Taufiq mengingatkan kembali tentang kewajiban negara terhadap rakyatnya. Negara harus melayani warga negaranya. Oleh karena itu, jika sampai tindakan represif ini dilakukan oleh negara, maka posisi rakyat harus menang. Untuk itu rakyat tidak boleh merasa takut dengan diksi-diksi tentang negara tidak boleh kalah dari rakyat serta diksi tabrak dan bubarkan.
“Itu sangat berbahaya tapi saya pesan kepada masyarakat jangan takut. Selaku peneliti senior Judicial Corruption Watch, kalau pemerintah hari ini tumbang semua pelanggaran itu harus dibawa ke peradilan umum dan peradilan,” pungkasnya.

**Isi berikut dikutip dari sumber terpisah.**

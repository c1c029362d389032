//! Line patterns for make-driven tiered build logs.
//!
//! Most patterns are fixed. The "entered directory" and "build done" patterns
//! depend on the object directory, which is only known once the first
//! recursive make invocation names it; those live in [`SessionGrammar`].

use crate::error::WatchError;
use crate::Result;
use once_cell::sync::Lazy;
use regex::Regex;

/// Tool name spellings: native make, GNU make and the pymake driver.
const TOOL: &str = r"(?:g?make|make\.py)";

/// A tool invocation exiting non-zero, at any recursion depth.
pub(crate) static ERROR_RE: Lazy<Regex> = Lazy::new(|| {
    Regex::new(&format!(r"^{TOOL}\[\d+\]: .+ Error \d+$")).expect("Invalid error regex")
});

pub(crate) static MAIN_CONFIGURE_RE: Lazy<Regex> = Lazy::new(|| {
    Regex::new(r"^Adding configure options from").expect("Invalid main configure regex")
});

pub(crate) static SUB_CONFIGURE_RE: Lazy<Regex> = Lazy::new(|| {
    Regex::new(r"^configuring in (.+)$").expect("Invalid sub configure regex")
});

/// Top-level invocation naming the object directory with `-C`.
pub(crate) static OBJDIR_FLAG_RE: Lazy<Regex> = Lazy::new(|| {
    Regex::new(&format!(r"^{TOOL} .*-C (.+)$")).expect("Invalid objdir flag regex")
});

/// Depth-zero "Entering directory" announcement printed by drivers that
/// do not pass `-C`.
pub(crate) static OBJDIR_ENTER_RE: Lazy<Regex> = Lazy::new(|| {
    Regex::new(&format!(r"^{TOOL}\[0\]: Entering directory [`'](.+)'$"))
        .expect("Invalid objdir enter regex")
});

pub(crate) static TIER_RE: Lazy<Regex> = Lazy::new(|| {
    Regex::new(r"^tier_([^:]+): (.+)$").expect("Invalid tier regex")
});

pub(crate) static TOOLS_TIER_RE: Lazy<Regex> = Lazy::new(|| {
    Regex::new(r"^tools_tier_(.+)$").expect("Invalid tools tier regex")
});

pub(crate) static LIBS_TIER_RE: Lazy<Regex> = Lazy::new(|| {
    Regex::new(r"^libs_tier_(.+)$").expect("Invalid libs tier regex")
});

/// Makefile regeneration notice, one per directory of a tools tier.
pub(crate) static MAKEFILE_UP_TO_DATE_RE: Lazy<Regex> = Lazy::new(|| {
    Regex::new(&format!(r"^{TOOL}\[\d+\]: [`'](.+)/Makefile' is up to date\.$"))
        .expect("Invalid makefile regex")
});

pub(crate) static LEAVING_RE: Lazy<Regex> = Lazy::new(|| {
    Regex::new(&format!(r"^{TOOL}\[\d+\]: Leaving directory")).expect("Invalid leaving regex")
});

/// Patterns anchored to a discovered object directory.
///
/// Built once when the object directory is detected and never changed
/// afterwards.
#[derive(Debug, Clone)]
pub struct SessionGrammar {
    objdir: String,
    windows: bool,
    entered: Regex,
    done: Regex,
}

impl SessionGrammar {
    /// Build the grammar for `objdir` as it appears in the log.
    ///
    /// Paths that do not start with `/` are Windows-style: the separator
    /// between the object directory and a subdirectory is a backslash,
    /// which make may print doubled.
    pub fn for_objdir(objdir: &str) -> Result<Self> {
        let objdir = objdir.trim_end();
        let windows = !objdir.starts_with('/');
        let escaped = regex::escape(objdir);
        let sep = if windows { r"\\\\?" } else { "/" };

        let compile = |pattern: String| {
            Regex::new(&pattern).map_err(|source| WatchError::Pattern {
                objdir: objdir.to_string(),
                source,
            })
        };

        let entered = compile(format!(
            r"(?:^|\x07){TOOL}\[\d+\]: Entering directory [`']{escaped}{sep}(.+)'$"
        ))?;
        let done = compile(format!(r"^{TOOL}\[1\]: Leaving directory [`']{escaped}'$"))?;

        Ok(Self {
            objdir: objdir.to_string(),
            windows,
            entered,
            done,
        })
    }

    pub fn objdir(&self) -> &str {
        &self.objdir
    }

    pub fn is_windows(&self) -> bool {
        self.windows
    }

    /// Subdirectory (relative to the object directory) entered by this line.
    ///
    /// Windows-style names come back with `/` separators so they compare
    /// equal to the names listed on tier lines.
    pub fn entered_directory(&self, line: &str) -> Option<String> {
        let caps = self.entered.captures(line)?;
        let dir = caps.get(1)?.as_str();
        if self.windows {
            Some(dir.replace("\\\\", "/").replace('\\', "/"))
        } else {
            Some(dir.to_string())
        }
    }

    /// Whether this line is the top-level invocation leaving the object directory.
    pub fn is_done(&self, line: &str) -> bool {
        self.done.is_match(line)
    }
}

#[cfg(test)]
mod tests {
    use super::*;

    #[test]
    fn test_error_pattern_both_tool_spellings() {
        assert!(ERROR_RE.is_match("make[3]: *** [libxul.so] Error 1"));
        assert!(ERROR_RE.is_match("gmake[12]: *** [export] Error 2"));
        assert!(ERROR_RE.is_match("make.py[2]: *** [libs] Error 1"));
        assert!(!ERROR_RE.is_match("make[3]: Nothing to be done for `libs'."));
        assert!(!ERROR_RE.is_match("error: expected ';'"));
    }

    #[test]
    fn test_unix_objdir_entered() {
        let grammar = SessionGrammar::for_objdir("/src/obj").unwrap();
        assert!(!grammar.is_windows());
        assert_eq!(
            grammar.entered_directory("make[2]: Entering directory `/src/obj/tier1'"),
            Some("tier1".to_string())
        );
        assert_eq!(
            grammar.entered_directory("gmake[4]: Entering directory '/src/obj/xpcom/base'"),
            Some("xpcom/base".to_string())
        );
        assert_eq!(
            grammar.entered_directory("make[2]: Entering directory `/elsewhere/tier1'"),
            None
        );
    }

    #[test]
    fn test_entered_after_bell() {
        let grammar = SessionGrammar::for_objdir("/src/obj").unwrap();
        assert_eq!(
            grammar.entered_directory("\x07make[2]: Entering directory `/src/obj/js'"),
            Some("js".to_string())
        );
    }

    #[test]
    fn test_objdir_is_matched_literally() {
        let grammar = SessionGrammar::for_objdir("/src/obj.debug+x").unwrap();
        assert_eq!(
            grammar.entered_directory("make[2]: Entering directory `/src/obj.debug+x/js'"),
            Some("js".to_string())
        );
        assert_eq!(
            grammar.entered_directory("make[2]: Entering directory `/src/objXdebug+x/js'"),
            None
        );
    }

    #[test]
    fn test_windows_objdir_doubled_backslashes() {
        let grammar = SessionGrammar::for_objdir(r"c:\\mozilla\\obj").unwrap();
        assert!(grammar.is_windows());
        assert_eq!(
            grammar.entered_directory(r"make[2]: Entering directory `c:\\mozilla\\obj\\xpcom'"),
            Some("xpcom".to_string())
        );
        assert_eq!(
            grammar.entered_directory(r"make[3]: Entering directory `c:\\mozilla\\obj\\xpcom\\base'"),
            Some("xpcom/base".to_string())
        );
    }

    #[test]
    fn test_done_pattern() {
        let grammar = SessionGrammar::for_objdir("/obj").unwrap();
        assert!(grammar.is_done("make[1]: Leaving directory `/obj'"));
        assert!(grammar.is_done("make.py[1]: Leaving directory '/obj'"));
        assert!(!grammar.is_done("make[2]: Leaving directory `/obj'"));
        assert!(!grammar.is_done("make[1]: Leaving directory `/obj/js'"));
    }

    #[test]
    fn test_objdir_trailing_whitespace_ignored() {
        let grammar = SessionGrammar::for_objdir("/obj  ").unwrap();
        assert_eq!(grammar.objdir(), "/obj");
    }
}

Sebelumnya diberitakan Kapolda Jawa Tengah, Irjen Pol. Luthfi seperti dilansir dari viva (Ahad, 20/12/2020) mengintruksikan jajarannya di wilayah Polda Jawa Tengah untuk tidak ragu-ragu membubarkan kerumunan orang di tengah pandemi Covid-19.
Ia mengintruksi kepada seluruh Kapolres di Jawa Tengah agar bisa bersikap tegas kepada masyarakat yang melakukan kerumunan terutama menjelang libur natal dan tahun baru. Selain menggunakan sejumlah peraturan daerah yang ada, ia juga mengeluarkan pernyataan yang memuat diksi ‘bubarin’ dan ‘tabrak’.
“Apabila ada kumpulan masyarakat dan itu mengganggu apalagi mengancam jiwa terkait dengan COVID, perintah saya hanya tiga, satu tabrak bubarin, kedua sama tabrak bubarin. Kalau satu dua tidak bisa, yang ketiga tabrak dan bubarin,” tandas Irjen Pol Luthfi.